Racism and racial bias in health care have helped contribute to what is now coming to be understood as a national crisis of maternal deaths for women of color, in particular Black and Indigenous/U.S. Indian women. The statistics are shocking: Black women are three to four times as likely as white women to die during labor and the maternal period. Notably, these racial disparities in maternal mortality rates exist across all levels of income, age, and education.

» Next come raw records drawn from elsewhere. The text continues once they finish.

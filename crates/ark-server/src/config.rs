use std::net::{Ipv4Addr, SocketAddr};
use std::path::{Path, PathBuf};

use serde::{Deserialize, Serialize};

use crate::error::{ServerError, ServerResult};

/// A further storage root served next to the primary one. It has its own
/// directory and lock table; upload sessions always live in the primary
/// root.
#[derive(Clone, Debug, PartialEq, Eq, Serialize, Deserialize)]
pub struct RootConfig {
    pub id: String,
    pub path: PathBuf,
}

/// Server settings, loadable from TOML. Missing keys take their defaults.
///
/// ```toml
/// storage_root_id = "main"
/// root = "/srv/ark"
///
/// [[roots]]
/// id = "archive"
/// path = "/mnt/archive"
/// ```
#[derive(Clone, Debug, PartialEq, Serialize, Deserialize)]
#[serde(default)]
pub struct ServerConfig {
    pub bind_addr: SocketAddr,
    /// Id of the primary storage root.
    pub storage_root_id: String,
    /// Local directory of the primary root, holding its objects and upload
    /// content.
    pub root: PathBuf,
    /// Directory under `root` for upload sessions. Uploads are disabled when
    /// unset.
    pub uploads_dir: Option<String>,
    /// Session journal. Without one, sessions don't survive a restart.
    pub journal_path: Option<PathBuf>,
    /// Maximum number of objects with open leases.
    pub lock_capacity: usize,
    /// Largest accepted upload body, in bytes.
    pub max_upload_size: u64,
    pub allow_anonymous: bool,
    #[serde(skip_serializing_if = "Vec::is_empty")]
    pub roots: Vec<RootConfig>,
}

impl Default for ServerConfig {
    fn default() -> Self {
        Self {
            bind_addr: SocketAddr::from((Ipv4Addr::LOCALHOST, 8283)),
            storage_root_id: "default".into(),
            root: PathBuf::from("."),
            uploads_dir: Some("uploads".into()),
            journal_path: None,
            lock_capacity: ark_lock::DEFAULT_CAPACITY,
            max_upload_size: 1024 * 1024 * 1024,
            allow_anonymous: true,
            roots: Vec::new(),
        }
    }
}

impl ServerConfig {
    pub fn load(path: impl AsRef<Path>) -> ServerResult<Self> {
        let path = path.as_ref();
        let text = std::fs::read_to_string(path)
            .map_err(|e| ServerError::Config(format!("reading {}: {e}", path.display())))?;
        Self::from_toml_str(&text)
    }

    pub fn from_toml_str(text: &str) -> ServerResult<Self> {
        let config: Self = toml::from_str(text).map_err(|e| ServerError::Config(e.to_string()))?;
        config.validate()?;
        Ok(config)
    }

    pub fn to_toml_string(&self) -> ServerResult<String> {
        toml::to_string_pretty(self).map_err(|e| ServerError::Config(e.to_string()))
    }

    pub fn validate(&self) -> ServerResult<()> {
        if self.storage_root_id.is_empty() {
            return Err(ServerError::Config("storage_root_id must not be empty".into()));
        }
        if self.lock_capacity == 0 {
            return Err(ServerError::Config("lock_capacity must be at least 1".into()));
        }
        if let Some(dir) = &self.uploads_dir {
            ark_store::fs::validate_path(dir, false)
                .map_err(|_| ServerError::Config(format!("invalid uploads_dir {dir:?}")))?;
            if dir.split('/').next() == Some(crate::state::OBJECTS_DIR) {
                return Err(ServerError::Config(format!(
                    "uploads_dir {dir:?} is inside {:?}, where objects are stored",
                    crate::state::OBJECTS_DIR
                )));
            }
        }
        let mut ids = vec![self.storage_root_id.as_str()];
        let mut paths = vec![&self.root];
        for root in &self.roots {
            if root.id.is_empty() {
                return Err(ServerError::Config("storage root ids must not be empty".into()));
            }
            if ids.contains(&root.id.as_str()) {
                return Err(ServerError::Config(format!("duplicate storage root id {:?}", root.id)));
            }
            if paths.contains(&&root.path) {
                return Err(ServerError::Config(format!(
                    "storage root {:?} shares its directory {} with another root",
                    root.id,
                    root.path.display()
                )));
            }
            ids.push(&root.id);
            paths.push(&root.path);
        }
        Ok(())
    }
}
use std::collections::HashMap;
use std::fmt;
use std::sync::{Arc, Mutex, MutexGuard, PoisonError};

use ark_store::WriteFs;
use chrono::Utc;
use tracing::{debug, info, warn};
use uuid::Uuid;

use crate::error::{PersistenceError, UploadError, UploadResult};
use crate::persistence::Persistence;
use crate::session::{Session, SessionHandle};
use crate::types::SessionConfig;

pub(crate) struct ManagerInner {
    pub(crate) fs: Arc<dyn WriteFs>,
    pub(crate) dir: String,
    pub(crate) persist: Option<Arc<dyn Persistence>>,
    sessions: Mutex<HashMap<String, Arc<Session>>>,
}

impl ManagerInner {
    // Critical sections never leave the table half-updated, so a poisoned
    // lock still guards a consistent map.
    pub(crate) fn sessions(&self) -> MutexGuard<'_, HashMap<String, Arc<Session>>> {
        self.sessions.lock().unwrap_or_else(PoisonError::into_inner)
    }
}

/// Registry of upload sessions stored under one directory of a backing
/// filesystem.
///
/// Cloning yields another handle to the same registry.
#[derive(Clone)]
pub struct UploadManager {
    inner: Arc<ManagerInner>,
}

impl UploadManager {
    /// Store session content under `dir` on `fs`. Without `persist`, sessions
    /// are forgotten when the process exits.
    pub fn new(
        fs: Arc<dyn WriteFs>,
        dir: impl Into<String>,
        persist: Option<Arc<dyn Persistence>>,
    ) -> Self {
        Self {
            inner: Arc::new(ManagerInner {
                fs,
                dir: dir.into(),
                persist,
                sessions: Mutex::new(HashMap::new()),
            }),
        }
    }

    /// The backing filesystem and the directory sessions live under.
    pub fn root(&self) -> (Arc<dyn WriteFs>, &str) {
        (Arc::clone(&self.inner.fs), &self.inner.dir)
    }

    /// Create a session and return its id. The session has no open handles
    /// until [`UploadManager::get_session`] is called.
    pub async fn new_session(&self, config: SessionConfig) -> UploadResult<String> {
        let session = Session::new(Uuid::new_v4().to_string(), config, Utc::now(), Vec::new(), 0);
        if let Some(persist) = &self.inner.persist {
            persist.create_session(&session.record()).await?;
        }
        let id = session.id.clone();
        self.inner.sessions().insert(id.clone(), Arc::new(session));
        info!(session_id = %id, "created upload session");
        Ok(id)
    }

    /// Open a handle on a session, restoring it from persistence if this
    /// process doesn't have it in memory.
    pub async fn get_session(&self, id: &str) -> UploadResult<SessionHandle> {
        {
            let table = self.inner.sessions();
            if let Some(session) = table.get(id) {
                session.acquire()?;
                return Ok(SessionHandle::new(Arc::clone(&self.inner), Arc::clone(session)));
            }
        }
        let persist = self
            .inner
            .persist
            .as_ref()
            .ok_or_else(|| UploadError::SessionNotFound(id.to_string()))?;
        let record = match persist.get_session(id).await {
            Ok(record) => record,
            Err(PersistenceError::NotFound(_)) => {
                return Err(UploadError::SessionNotFound(id.to_string()))
            }
            Err(e) => {
                warn!(session_id = id, error = %e, "failed to restore upload session");
                return Err(UploadError::SessionNotFound(id.to_string()));
            }
        };

        // Another caller may have installed the session while we were
        // reading it back.
        let mut table = self.inner.sessions();
        let session = match table.get(id) {
            Some(existing) => {
                existing.acquire()?;
                Arc::clone(existing)
            }
            None => {
                let session = Arc::new(Session::new(
                    record.id,
                    record.config,
                    record.created_at,
                    record.uploads,
                    1,
                ));
                table.insert(id.to_string(), Arc::clone(&session));
                debug!(session_id = id, "restored upload session from persistence");
                session
            }
        };
        drop(table);
        Ok(SessionHandle::new(Arc::clone(&self.inner), session))
    }

    /// Ids of all known sessions, sorted. Reads from persistence when it is
    /// configured.
    pub async fn session_ids(&self) -> UploadResult<Vec<String>> {
        if let Some(persist) = &self.inner.persist {
            return Ok(persist.session_ids().await?);
        }
        let mut ids: Vec<String> = self.inner.sessions().keys().cloned().collect();
        ids.sort();
        Ok(ids)
    }

    /// Number of known sessions. Counts persisted sessions when persistence
    /// is configured.
    pub async fn len(&self) -> UploadResult<usize> {
        if let Some(persist) = &self.inner.persist {
            return Ok(persist.count_sessions().await?);
        }
        Ok(self.inner.sessions().len())
    }

    /// Number of sessions held in memory by this process.
    pub fn loaded(&self) -> usize {
        self.inner.sessions().len()
    }
}

impl fmt::Debug for UploadManager {
    fn fmt(&self, f: &mut fmt::Formatter<'_>) -> fmt::Result {
        f.debug_struct("UploadManager")
            .field("dir", &self.inner.dir)
            .field("persistent", &self.inner.persist.is_some())
            .field("loaded", &self.loaded())
            .finish()
    }
}
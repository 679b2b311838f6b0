//! JSON bodies exchanged over the HTTP API.

use std::collections::BTreeMap;

use ark_digest::DigestAlgorithm;
use ark_store::{FileInfo, ObjectManifest, ObjectVersion, User};
use ark_upload::{SessionRecord, Upload};
use chrono::{DateTime, Utc};
use serde::{Deserialize, Serialize};

#[derive(Clone, Debug, PartialEq, Eq, Serialize, Deserialize)]
pub struct HealthResponse {
    pub status: String,
}

impl Default for HealthResponse {
    fn default() -> Self {
        Self {
            status: "ok".into(),
        }
    }
}

#[derive(Clone, Debug, Default, Deserialize)]
pub struct VersionQuery {
    /// Version number; 0 or absent means the head version.
    #[serde(default)]
    pub version: Option<u32>,
}

#[derive(Clone, Debug, Serialize, Deserialize)]
pub struct ObjectVersionResponse {
    pub storage_root_id: String,
    pub object_id: String,
    pub version: u32,
    pub head: u32,
    pub digest_algorithm: DigestAlgorithm,
    pub state: BTreeMap<String, FileInfo>,
    pub message: String,
    pub user: Option<User>,
    pub created: DateTime<Utc>,
}

impl From<&ObjectVersion> for ObjectVersionResponse {
    fn from(v: &ObjectVersion) -> Self {
        Self {
            storage_root_id: v.storage_root_id.clone(),
            object_id: v.object_id.clone(),
            version: v.version,
            head: v.head,
            digest_algorithm: v.digest_algorithm,
            state: v.state.clone(),
            message: v.message.clone(),
            user: v.user.clone(),
            created: v.created,
        }
    }
}

#[derive(Clone, Debug, Serialize, Deserialize)]
pub struct ManifestResponse {
    pub storage_root_id: String,
    pub object_id: String,
    pub digest_algorithm: DigestAlgorithm,
    pub head: u32,
    pub manifest: BTreeMap<String, FileInfo>,
}

impl From<&ObjectManifest> for ManifestResponse {
    fn from(m: &ObjectManifest) -> Self {
        Self {
            storage_root_id: m.storage_root_id.clone(),
            object_id: m.object_id.clone(),
            digest_algorithm: m.digest_algorithm,
            head: m.head,
            manifest: m.manifest.clone(),
        }
    }
}

#[derive(Clone, Debug, Serialize, Deserialize)]
pub struct CommitRequest {
    /// `sha256` or `sha512`.
    pub digest_algorithm: String,
    /// Logical path to digest for the complete new version.
    pub state: BTreeMap<String, String>,
    pub message: String,
    #[serde(default)]
    pub user: Option<User>,
    /// Expected number of the new version.
    #[serde(default)]
    pub version: Option<u32>,
    /// Upload session providing new content.
    #[serde(default)]
    pub upload_session: Option<String>,
    /// Existing object providing content.
    #[serde(default)]
    pub source_object: Option<String>,
    /// Storage root of `source_object`; the commit's own root when absent.
    #[serde(default)]
    pub source_root: Option<String>,
}

#[derive(Clone, Debug, Serialize, Deserialize)]
pub struct RootListResponse {
    pub roots: Vec<String>,
}

#[derive(Clone, Debug, PartialEq, Eq, Serialize, Deserialize)]
pub struct CommitResponse {
    pub storage_root_id: String,
    pub object_id: String,
}

#[derive(Clone, Debug, Serialize, Deserialize)]
pub struct NewSessionRequest {
    pub digest_algorithms: Vec<String>,
    #[serde(default)]
    pub description: String,
}

#[derive(Clone, Debug, Serialize, Deserialize)]
pub struct NewSessionResponse {
    pub id: String,
}

#[derive(Clone, Debug, Serialize, Deserialize)]
pub struct SessionListResponse {
    pub sessions: Vec<String>,
}

#[derive(Clone, Debug, Serialize, Deserialize)]
pub struct SessionResponse {
    pub id: String,
    pub user_id: String,
    pub digest_algorithms: Vec<String>,
    pub description: String,
    pub created_at: DateTime<Utc>,
    pub uploads: Vec<Upload>,
}

impl From<SessionRecord> for SessionResponse {
    fn from(r: SessionRecord) -> Self {
        Self {
            id: r.id,
            user_id: r.config.user_id,
            digest_algorithms: r.config.digest_algorithms,
            description: r.config.description,
            created_at: r.created_at,
            uploads: r.uploads,
        }
    }
}
use std::collections::BTreeMap;
use std::path::Path;
use std::sync::Arc;

use ark_lock::KeyedLock;
use ark_store::{InventoryBackend, LocalFs, StorageRoot, WriteFs};
use ark_upload::{JournalPersistence, Persistence, UploadManager};
use tracing::info;

use crate::auth::{AllowAllAuth, AuthProvider};
use crate::config::ServerConfig;
use crate::error::{ServerError, ServerResult};

/// Directory under the server root holding objects.
pub const OBJECTS_DIR: &str = "objects";

/// Everything a request handler needs. Cheap to clone.
#[derive(Clone)]
pub struct AppState {
    pub config: Arc<ServerConfig>,
    /// Storage roots by id.
    pub roots: Arc<BTreeMap<String, StorageRoot>>,
    pub uploads: Option<UploadManager>,
    pub auth: Arc<dyn AuthProvider>,
}

/// Open a local storage root with its own lock table.
fn open_root(
    id: &str,
    dir: &Path,
    lock_capacity: usize,
) -> ServerResult<(StorageRoot, Arc<dyn WriteFs>)> {
    std::fs::create_dir_all(dir)?;
    let fs: Arc<dyn WriteFs> = Arc::new(LocalFs::new(dir));
    let backend = Arc::new(InventoryBackend::new(Arc::clone(&fs), OBJECTS_DIR));
    let root = StorageRoot::with_locks(id, backend, KeyedLock::new(lock_capacity));
    info!(storage_root = id, dir = %dir.display(), "storage root ready");
    Ok((root, fs))
}

impl AppState {
    /// Open every storage root, and the upload manager if uploads are
    /// enabled.
    pub fn from_config(config: ServerConfig) -> ServerResult<Self> {
        config.validate()?;
        let mut roots = BTreeMap::new();
        let (primary, fs) =
            open_root(&config.storage_root_id, &config.root, config.lock_capacity)?;
        roots.insert(config.storage_root_id.clone(), primary);
        for extra in &config.roots {
            let (root, _) = open_root(&extra.id, &extra.path, config.lock_capacity)?;
            roots.insert(extra.id.clone(), root);
        }

        let uploads = match &config.uploads_dir {
            Some(dir) => {
                let persist: Option<Arc<dyn Persistence>> = match &config.journal_path {
                    Some(path) => {
                        let journal: Arc<dyn Persistence> =
                            Arc::new(JournalPersistence::open(path).map_err(|e| {
                                ServerError::Config(format!("opening {}: {e}", path.display()))
                            })?);
                        Some(journal)
                    }
                    None => None,
                };
                Some(UploadManager::new(Arc::clone(&fs), dir.clone(), persist))
            }
            None => None,
        };
        info!(roots = roots.len(), uploads = uploads.is_some(), "storage ready");
        Ok(Self {
            config: Arc::new(config),
            roots: Arc::new(roots),
            uploads,
            auth: Arc::new(AllowAllAuth),
        })
    }

    pub fn with_auth(mut self, auth: Arc<dyn AuthProvider>) -> Self {
        self.auth = auth;
        self
    }

    pub fn root(&self, id: &str) -> ServerResult<&StorageRoot> {
        self.roots
            .get(id)
            .ok_or_else(|| ServerError::NotFound(format!("storage root {id}")))
    }

    pub fn uploads(&self) -> ServerResult<&UploadManager> {
        self.uploads
            .as_ref()
            .ok_or_else(|| ServerError::InvalidArgument("the server does not support uploads".into()))
    }
}
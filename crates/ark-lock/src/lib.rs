//! Keyed reader/writer leases for the ark object store.
//!
//! A [`KeyedLock`] tracks, per opaque resource key, either a count of shared
//! readers or a single exclusive writer. Acquisition never waits: contention
//! is reported immediately as a [`LockError`] and retry policy is left to the
//! caller.
//!
//! # Leases
//!
//! Every successful acquire returns a [`LockGuard`]. The guard is the only way
//! to release the lease, either explicitly with [`LockGuard::release`] or by
//! dropping it, so each lease is released exactly once.
//!
//! # Capacity
//!
//! The table is bounded by a maximum number of simultaneously tracked keys.
//! Creating an entry beyond that bound fails with [`LockError::Capacity`];
//! joining an existing read entry does not count against it.

pub mod error;
pub mod keyed;

pub use error::LockError;
pub use keyed::{KeyedLock, LockGuard, LockMode, LockState, DEFAULT_CAPACITY};
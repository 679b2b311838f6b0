//! Content digests for the ark object store.
//!
//! Digests identify content (the manifest key of a stored file) and provide
//! fixity values for cross-checking integrity. All digests are rendered as
//! lowercase hex.
//!
//! - [`DigestAlgorithm`] -- the supported algorithms and their names
//! - [`Digester`] -- one incremental hasher
//! - [`MultiDigester`] -- several hashers fed from a single pass over the data
//!
//! All crypto operations wrap established libraries.

pub mod algorithm;
pub mod digester;

pub use algorithm::{DigestAlgorithm, DigestError};
pub use digester::{digest_hex, DigestSet, Digester, MultiDigester};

Numerous studies have demonstrated that doulas can help reduce the impacts of racism on pregnant women of color by helping to provide culturally appropriate, patient-centered care. Doula care would seem to be a natural fit for underserved populations such as women of color, immigrant women, and low-income women, who experience among the worst maternal health and birth outcomes. Yet these women can ill afford to pay out of pocket for doula care. Private insurance rarely covers doula care, and presently only two states, Minnesota and Oregon, provide doula care for their Medicaid enrollees.

What We’ve Learned

This issue brief reviews Medicaid coverage for doula care in Minnesota and Oregon, specifically in terms of implementation challenges in three different areas:

Workforce

Lack of centralized certification or credentialing requirements for doulas in the United States
Lack of diversity in the doula population as compared to the potential Medicaid patient population

Payment

Review of various options for coverage, including inclusion as a mandated preventive service, Medicaid managed care options, Medicaid value-based payment options, and Medicaid Delivery System Reform Incentive Payment waivers

Recommendations for streamlining payment pathway and encourage states to exercise flexibility in payment methods

Billing & Reimbursement

Downsides of billing mechanisms that require doulas to seek reimbursement by working under a licensed Medicaid provider

Recommendations for alternative billing models, including recent implementation of direct doula billing in Oregon, and reimbursement to groups of doulas, such as doula collectives

Recommendations

Efforts for Medicaid coverage for doula care in California must proceed with direct guidance and input from practicing doulas. In particular, when designing both legislation and the resulting coverage program, we need to listen carefully to doula concerns around:

training and certification diversifying the workforce payment and billing mechanisms sustainable reimbursement rates

The National Health Law Program conducted a survey from October – November, 2018 collecting input from doulas across California on their thoughts, concerns, and feedback around potential Medicaid coverage for doula care, including their perspectives on sustainability, training, certification, and reimbursement. A total of 243 doulas across the state completed the survey. National Health Law Program is currently analyzing the survey responses and will be issuing a full analysis of the survey findings and policy recommendations in early 2019.